Yossef estimait que lorsqu’un Juif part de la terre de son père pour se rendre en exil, il doit d’abord créer un symbole qui lui rappellera ne jamais devoir oublier son origine et son identité. C’était Ménaché, l’aîné de Yossef, qui jouait ce rôle de symbole.

En d’autres termes, Yossef disait à son père : « Ce n’est pas ainsi. « Ménaché est le premier service auquel un Juif doit se prêter en exil. »

Yaakov l’admit : « Je sais, le service de Ménaché vient en premier mais celui d’Ephraïm est plus grand ».

Le service d’Ephraïm consiste à « fructifier » en terre d’exil. L’objectif de l’exil n’est pas seulement de nous lier à nos racines mais surtout de révéler la Divinité partout où nous sommes. C’est de cette manière que nous transformons l’exil en Rédemption. Concrètement, cela signifie inspirer nos coreligionnaires à étudier la Torah et à pratiquer les Mitsvot et enseigner les lois Noa’hides aux non Juifs.

Bénir les autres

Chaque vendredi soir et à la veille de Yom Kippour, nombreux sont ceux qui ont la coutume de bénir leurs enfants pour qu’ils soient comme Ménaché et Ephraïm. Cette combinaison d’énergies leur donne le courage et l’endurance pour surmonter les épreuves et les tribulations de l’exil.

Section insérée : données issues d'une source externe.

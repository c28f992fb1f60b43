//! # Layer stack
//!
//! An ordered list of [`Layer`]s, index 0 at the bottom, and the compositor that flattens them.
//!
//! Every operation takes `&self` and hands back a new stack. Layers are cheap to clone, as pixel data is shared
//! until written, so a new stack costs one `Vec` of metadata.

use super::layer::Layer;
use super::pixel_buffer::{BufferError, PixelBuffer};
use crate::blend;
use crate::id::LayerId;

#[derive(thiserror::Error, Debug, Clone, Copy, PartialEq, Eq)]
pub enum LayerStackError {
    #[error("layer {0} is already in the stack")]
    DuplicateId(LayerId),
    #[error("index {index} out of range for {len} layers")]
    IndexOutOfRange { index: usize, len: usize },
}

#[derive(Clone, PartialEq, Debug, Default)]
pub struct LayerManager {
    layers: Vec<Layer>,
}
impl LayerManager {
    #[must_use]
    pub fn new() -> Self {
        Self::default()
    }
    #[must_use]
    pub fn len(&self) -> usize {
        self.layers.len()
    }
    #[must_use]
    pub fn is_empty(&self) -> bool {
        self.layers.is_empty()
    }
    /// Bottom to top.
    pub fn iter(&self) -> impl DoubleEndedIterator<Item = &Layer> + ExactSizeIterator + '_ {
        self.layers.iter()
    }
    #[must_use]
    pub fn get(&self, index: usize) -> Option<&Layer> {
        self.layers.get(index)
    }
    #[must_use]
    pub fn find(&self, id: LayerId) -> Option<&Layer> {
        self.layers.iter().find(|layer| layer.id() == id)
    }
    #[must_use]
    pub fn index_of(&self, id: LayerId) -> Option<usize> {
        self.layers.iter().position(|layer| layer.id() == id)
    }
    #[must_use]
    pub fn contains(&self, id: LayerId) -> bool {
        self.index_of(id).is_some()
    }
    #[must_use]
    pub fn top(&self) -> Option<&Layer> {
        self.layers.last()
    }

    fn check_unique(&self, id: LayerId) -> Result<(), LayerStackError> {
        if self.contains(id) {
            Err(LayerStackError::DuplicateId(id))
        } else {
            Ok(())
        }
    }
    fn check_index(&self, index: usize, len: usize) -> Result<(), LayerStackError> {
        if index < len {
            Ok(())
        } else {
            Err(LayerStackError::IndexOutOfRange {
                index,
                len: self.len(),
            })
        }
    }
    /// Append on top.
    pub fn add_layer(&self, layer: Layer) -> Result<Self, LayerStackError> {
        self.insert_layer(self.len(), layer)
    }
    /// Insert at `index`, where `index == len` is the top.
    pub fn insert_layer(&self, index: usize, layer: Layer) -> Result<Self, LayerStackError> {
        self.check_unique(layer.id())?;
        self.check_index(index, self.len() + 1)?;
        let mut layers = self.layers.clone();
        layers.insert(index, layer);
        Ok(Self { layers })
    }
    /// Remove by id. Unknown ids leave the stack unchanged.
    #[must_use]
    pub fn remove_layer(&self, id: LayerId) -> Self {
        Self {
            layers: self
                .layers
                .iter()
                .filter(|layer| layer.id() != id)
                .cloned()
                .collect(),
        }
    }
    pub fn remove_layer_at(&self, index: usize) -> Result<Self, LayerStackError> {
        self.check_index(index, self.len())?;
        let mut layers = self.layers.clone();
        layers.remove(index);
        Ok(Self { layers })
    }
    /// Replace the layer `id` with `f(layer)`. The id survives regardless of what `f` returns.
    /// Unknown ids leave the stack unchanged.
    #[must_use]
    pub fn update_layer(&self, id: LayerId, f: impl FnOnce(&Layer) -> Layer) -> Self {
        let Some(index) = self.index_of(id) else {
            log::debug!("update of missing layer {id}");
            return self.clone();
        };
        let mut layers = self.layers.clone();
        layers[index] = f(&self.layers[index]).with_id(id);
        Self { layers }
    }
    /// Like [`Self::update_layer`], for edits that can fail.
    pub fn try_update_layer<E>(
        &self,
        id: LayerId,
        f: impl FnOnce(&Layer) -> Result<Layer, E>,
    ) -> Result<Self, E> {
        let Some(index) = self.index_of(id) else {
            return Ok(self.clone());
        };
        let mut layers = self.layers.clone();
        layers[index] = f(&self.layers[index])?.with_id(id);
        Ok(Self { layers })
    }
    /// Remove the layer at `from` and reinsert it at `to`.
    pub fn move_layer(&self, from: usize, to: usize) -> Result<Self, LayerStackError> {
        self.check_index(from, self.len())?;
        self.check_index(to, self.len())?;
        let mut layers = self.layers.clone();
        let layer = layers.remove(from);
        layers.insert(to, layer);
        Ok(Self { layers })
    }
    /// Deep copy `id` under `new_id`, directly above the source. Unknown ids leave the stack unchanged.
    pub fn duplicate_layer(&self, id: LayerId, new_id: LayerId) -> Result<Self, LayerStackError> {
        let Some(index) = self.index_of(id) else {
            return Ok(self.clone());
        };
        self.check_unique(new_id)?;
        let copy = self.layers[index].duplicate(new_id);
        let mut layers = self.layers.clone();
        layers.insert(index + 1, copy);
        Ok(Self { layers })
    }
    /// Apply `f` to every layer, keeping ids.
    pub fn try_map<E>(&self, mut f: impl FnMut(&Layer) -> Result<Layer, E>) -> Result<Self, E> {
        let layers = self
            .layers
            .iter()
            .map(|layer| Ok(f(layer)?.with_id(layer.id())))
            .collect::<Result<_, E>>()?;
        Ok(Self { layers })
    }

    /// Flatten the visible layers, bottom to top, onto a transparent `width x height` canvas.
    pub fn composite(&self, width: u32, height: u32) -> Result<PixelBuffer, BufferError> {
        let mut out = PixelBuffer::new(width, height)?;
        for layer in self.layers.iter().filter(|layer| layer.visible) {
            if layer.pixels().dimensions() == out.dimensions() {
                composite_flat(&mut out, layer);
            } else {
                composite_checked(&mut out, layer);
            }
        }
        Ok(out)
    }
}

/// Same-size fast path. Walks both buffers as flat slices.
fn composite_flat(out: &mut PixelBuffer, layer: &Layer) {
    let opacity = layer.opacity();
    if opacity <= 0.0 {
        return;
    }
    let full_opacity = opacity >= 1.0;
    for (dst, &src) in out
        .as_mut_slice()
        .iter_mut()
        .zip(layer.pixels().as_slice())
    {
        if full_opacity && src.is_opaque() {
            *dst = src;
            continue;
        }
        *dst = blend::over(*dst, src, blend::effective_alpha(src, opacity));
    }
}

/// Any-size path. Blends the top-left region the layer and output share, row by row.
fn composite_checked(out: &mut PixelBuffer, layer: &Layer) {
    let opacity = layer.opacity();
    let out_width = out.width() as usize;
    let layer_width = layer.width() as usize;
    let width = out_width.min(layer_width);
    let height = out.height().min(layer.height()) as usize;
    let src_rows = layer.pixels().as_slice().chunks_exact(layer_width);
    let dst_rows = out.as_mut_slice().chunks_exact_mut(out_width);
    for (src_row, dst_row) in src_rows.zip(dst_rows).take(height) {
        for (dst, &src) in dst_row[..width].iter_mut().zip(&src_row[..width]) {
            let alpha = blend::effective_alpha(src, opacity);
            if alpha <= 0.0 {
                continue;
            }
            *dst = blend::over(*dst, src, alpha);
        }
    }
}

#[cfg(test)]
mod test {
    use super::*;
    use crate::util::Point;
    use crate::color::Argb;
    use crate::id::LayerIdGenerator;

    fn solid(ids: &mut LayerIdGenerator, color: Argb, size: u32) -> Layer {
        Layer::from_buffer(
            ids.next_id(),
            "Solid",
            PixelBuffer::filled(size, size, color).unwrap(),
        )
    }
    fn stack(count: usize) -> (LayerIdGenerator, LayerManager) {
        let mut ids = LayerIdGenerator::with_seed(9);
        let mut manager = LayerManager::new();
        for _ in 0..count {
            manager = manager.add_layer(solid(&mut ids, Argb::WHITE, 2)).unwrap();
        }
        (ids, manager)
    }
    fn ids_of(manager: &LayerManager) -> Vec<LayerId> {
        manager.iter().map(Layer::id).collect()
    }

    #[test]
    fn add_rejects_duplicates() {
        let (_, manager) = stack(1);
        let again = manager.get(0).unwrap().clone();
        assert_eq!(
            manager.add_layer(again.clone()),
            Err(LayerStackError::DuplicateId(again.id()))
        );
        assert_eq!(
            manager.insert_layer(0, again.clone()),
            Err(LayerStackError::DuplicateId(again.id()))
        );
    }
    #[test]
    fn insert_bounds() {
        let (mut ids, manager) = stack(2);
        let layer = solid(&mut ids, Argb::BLACK, 2);
        assert!(manager.insert_layer(3, layer.clone()).is_err());
        let top = manager.insert_layer(2, layer.clone()).unwrap();
        assert_eq!(top.top().map(Layer::id), Some(layer.id()));
        let bottom = manager.insert_layer(0, layer.clone()).unwrap();
        assert_eq!(bottom.index_of(layer.id()), Some(0));
    }
    #[test]
    fn remove() {
        let (mut ids, manager) = stack(3);
        let order = ids_of(&manager);
        let removed = manager.remove_layer(order[1]);
        assert_eq!(ids_of(&removed), vec![order[0], order[2]]);
        // Unknown id.
        assert_eq!(manager.remove_layer(ids.next_id()), manager);
        assert_eq!(ids_of(&manager.remove_layer_at(0).unwrap()), order[1..]);
        assert!(manager.remove_layer_at(3).is_err());
    }
    #[test]
    fn update_preserves_id() {
        let (mut ids, manager) = stack(2);
        let target = manager.get(1).unwrap().id();
        let stranger = ids.next_id();
        let updated = manager.update_layer(target, |layer| {
            layer.clone().with_name("Changed").with_id(stranger)
        });
        let layer = updated.get(1).unwrap();
        assert_eq!(layer.id(), target);
        assert_eq!(layer.name(), "Changed");
        // Other layer shares storage with the original stack.
        assert!(updated
            .get(0)
            .unwrap()
            .shares_pixels_with(manager.get(0).unwrap()));
        assert_eq!(manager.update_layer(stranger, |l| l.clone()), manager);
    }
    #[test]
    fn move_layers() {
        let (_, manager) = stack(3);
        let order = ids_of(&manager);
        let moved = manager.move_layer(0, 2).unwrap();
        assert_eq!(ids_of(&moved), vec![order[1], order[2], order[0]]);
        assert_eq!(
            manager.move_layer(0, 3),
            Err(LayerStackError::IndexOutOfRange { index: 3, len: 3 })
        );
    }
    #[test]
    fn duplicate_above_source() {
        let (mut ids, manager) = stack(2);
        let source = manager.get(0).unwrap().id();
        let new_id = ids.next_id();
        let dup = manager.duplicate_layer(source, new_id).unwrap();
        assert_eq!(dup.len(), 3);
        assert_eq!(dup.index_of(new_id), Some(1));
        assert_eq!(dup.get(1).unwrap().name(), "Solid Copy");
        // Missing source is a no-op.
        let missing = ids.next_id();
        assert_eq!(manager.duplicate_layer(missing, ids.next_id()).unwrap(), manager);
    }

    #[test]
    fn single_opaque_layer_is_identity() {
        let mut ids = LayerIdGenerator::with_seed(1);
        let mut pixels = PixelBuffer::new(4, 4).unwrap();
        for (i, (point, _)) in pixels.clone().iter().enumerate() {
            pixels
                .set(point, Argb(0xFF00_0000 | (i as u32 * 0x0001_0F03)))
                .unwrap();
        }
        let layer = Layer::from_buffer(ids.next_id(), "Opaque", pixels.clone());
        let manager = LayerManager::new().add_layer(layer).unwrap();
        assert_eq!(manager.composite(4, 4).unwrap(), pixels);
    }
    #[test]
    fn hidden_and_transparent_layers_skipped() {
        let mut ids = LayerIdGenerator::with_seed(1);
        let base = solid(&mut ids, Argb::WHITE, 2);
        let hidden = solid(&mut ids, Argb::BLACK, 2).with_visible(false);
        let faded = solid(&mut ids, Argb::BLACK, 2).with_opacity(0.0).unwrap();
        let manager = LayerManager::new()
            .add_layer(base)
            .unwrap()
            .add_layer(hidden)
            .unwrap()
            .add_layer(faded)
            .unwrap();
        let out = manager.composite(2, 2).unwrap();
        assert!(out.as_slice().iter().all(|c| *c == Argb::WHITE));
    }
    #[test]
    fn red_under_half_blue() {
        let mut ids = LayerIdGenerator::with_seed(1);
        let manager = LayerManager::new()
            .add_layer(solid(&mut ids, Argb(0xFFFF_0000), 3))
            .unwrap()
            .add_layer(solid(&mut ids, Argb(0x8000_00FF), 3))
            .unwrap();
        let expected = blend::over(
            Argb(0xFFFF_0000),
            Argb(0x8000_00FF),
            blend::effective_alpha(Argb(0x8000_00FF), 1.0),
        );
        assert_eq!(expected, Argb(0xFF7F_0080));

        let fast = manager.composite(3, 3).unwrap();
        assert!(fast.as_slice().iter().all(|c| *c == expected));

        let mut checked = PixelBuffer::new(3, 3).unwrap();
        for layer in manager.iter() {
            composite_checked(&mut checked, layer);
        }
        assert_eq!(checked, fast);
    }
    #[test]
    fn paths_agree() {
        // A spread of alphas and opacities, compared between both paths.
        let mut ids = LayerIdGenerator::with_seed(5);
        let size = 16;
        let mut manager = LayerManager::new();
        for (n, opacity) in [1.0, 0.75, 0.5, 0.2].into_iter().enumerate() {
            let mut pixels = PixelBuffer::new(size, size).unwrap();
            for (point, _) in pixels.clone().iter() {
                let seed = (point.x * 31 + point.y * 17 + n as i32 * 101) as u32;
                let color = Argb(seed.wrapping_mul(0x9E37_79B9));
                pixels.set(point, color).unwrap();
            }
            let layer = Layer::from_buffer(ids.next_id(), "Noise", pixels)
                .with_opacity(opacity)
                .unwrap();
            manager = manager.add_layer(layer).unwrap();
        }
        let mut fast = PixelBuffer::new(size, size).unwrap();
        let mut checked = PixelBuffer::new(size, size).unwrap();
        for layer in manager.iter() {
            composite_flat(&mut fast, layer);
            composite_checked(&mut checked, layer);
        }
        assert_eq!(fast, checked);
        assert_eq!(manager.composite(size, size).unwrap(), fast);
    }
    #[test]
    fn mismatched_sizes_blend_overlap() {
        let mut ids = LayerIdGenerator::with_seed(2);
        let manager = LayerManager::new()
            .add_layer(solid(&mut ids, Argb::BLACK, 2))
            .unwrap();
        let out = manager.composite(3, 3).unwrap();
        assert_eq!(out.get(Point::new(1, 1)), Ok(Argb::BLACK));
        assert_eq!(out.get(Point::new(2, 2)), Ok(Argb::TRANSPARENT));
        assert!(manager.composite(0, 3).is_err());
    }
    #[test]
    fn oversized_layer_is_cropped() {
        let mut ids = LayerIdGenerator::with_seed(4);
        let mut pixels = PixelBuffer::new(4, 3).unwrap();
        pixels.set(Point::new(1, 0), Argb::WHITE).unwrap();
        pixels.set(Point::new(3, 0), Argb::BLACK).unwrap();
        pixels.set(Point::new(0, 2), Argb::BLACK).unwrap();
        let manager = LayerManager::new()
            .add_layer(Layer::from_buffer(ids.next_id(), "Wide", pixels))
            .unwrap();
        let out = manager.composite(2, 2).unwrap();
        // Row stride comes from each buffer, not the overlap.
        assert_eq!(
            out.as_slice(),
            &[Argb::TRANSPARENT, Argb::WHITE, Argb::TRANSPARENT, Argb::TRANSPARENT]
        );
    }
}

Cela nous transmet un message très fort : « Où que se trouve un Juif, il peut conserver son Judaïsme ». La preuve en est donnée par Ephraïm et Ménaché qui grandirent en exil et n’en subirent aucune influence.

Nos ancêtres, Avraham, Its’hak et Yaakov vécurent essentiellement sur la Terre Sainte d’Israël et ne durent pas surmonter les mêmes défis. C’est pour cela que nous bénissons nos enfants au nom d’Ephraïm et de Ménaché plutôt que par les noms de nos Patriarches.

L’on pourrait se demander quelle force nous détenons pour pouvoir attribuer une telle bénédiction. La réponse est que Yaakov transmit cette faculté à chaque Juif. Et c’est la raison pour laquelle le mot « Lémor », « pour dire » ou « pour transmettre » s’écrit avec un vav. Cette longue lettre verticale représente le fait de faire descendre les bénédictions. C’est par elle que Yaakov donna à chaque Juif la possibilité de « faire descendre » ses bénédictions.

Comment fructifier ?

Pour que nous et nos enfants puissions toujours fructifier dans cet exil, où que nous soyons sur cette terre, il nous faut tout d’abord nous souvenir de notre origine et de notre identité. Jamais nous ne devons oublier le Mont Sinaï. Jamais nous ne devons oublier Jérusalem. Jamais nous ne devons oublier nos grand-mères ni nos grands-pères. Alors, vient la tâche la plus importante qui est d’illuminer l’obscurité de l’exil. Nous l’accomplissons en recevant des invités à notre table du Chabbat, en instituant des moments fixes pour étudier la Torah, en enseignant à ceux qui ont moins de connaissances que nous et en accomplissant des actes de bonté et de générosité, comme par exemple rendre visite et aider les plus fragiles et les plus démunis.

Le Rabbi nous a dit de « nous préparer, nous et le monde entier, à recevoir notre juste Machia’h. ». Nous devons donc vivre avec Ephraïm, vivre la rédemption.